### Work item
Tally the lines in the listing below that include "tokens". Answer with the count and nothing more.

### Exercise inputs

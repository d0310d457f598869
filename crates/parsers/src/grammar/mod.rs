//! Hand-written recursive-descent front-end for the Objective-C subset.
//!
//! The parser never fails: any region it cannot shape becomes a single
//! [`Rule::Unknown`] context covering the region verbatim, which the
//! lowering degrades to an unknown statement. Backtracking is used where
//! the grammar is ambiguous (variable declaration vs. expression, cast vs.
//! parenthesised expression, for-in vs. C-style for).

pub mod tokens;

use crate::context::{ParseContext, Rule};
use ir::SourceRange;
use tokens::{tokenize, Token, TokenKind};

/// Words that may join a multi-word primitive type (`unsigned long long`).
const PRIMITIVE_WORDS: &[&str] = &[
    "unsigned", "signed", "short", "long", "int", "char", "float", "double", "void",
];

const OWNERSHIP_QUALIFIERS: &[&str] = &["__strong", "__weak", "__unsafe_unretained", "__block"];

const NULLABILITY_WORDS: &[&str] = &[
    "_Nullable",
    "_Nonnull",
    "__nullable",
    "__nonnull",
    "nullable",
    "nonnull",
];

/// Statement keywords that can never open a type or name a declarator.
const STATEMENT_KEYWORDS: &[&str] = &[
    "if", "else", "while", "do", "for", "switch", "case", "default", "break", "continue",
    "return", "goto", "typedef", "struct", "enum", "union", "sizeof", "in",
];

/// Parses a whole source file into a `TranslationUnit` context.
pub fn parse_translation_unit(source: &str, file: &str) -> ParseContext {
    Parser::new(source, file).translation_unit()
}

/// Parses a single statement, mainly for tests and tools.
pub fn parse_statement(source: &str, file: &str) -> ParseContext {
    Parser::new(source, file).statement()
}

struct Parser<'a> {
    source: &'a str,
    file: &'a str,
    tokens: Vec<Token>,
    pos: usize,
}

### Result for this exercise
3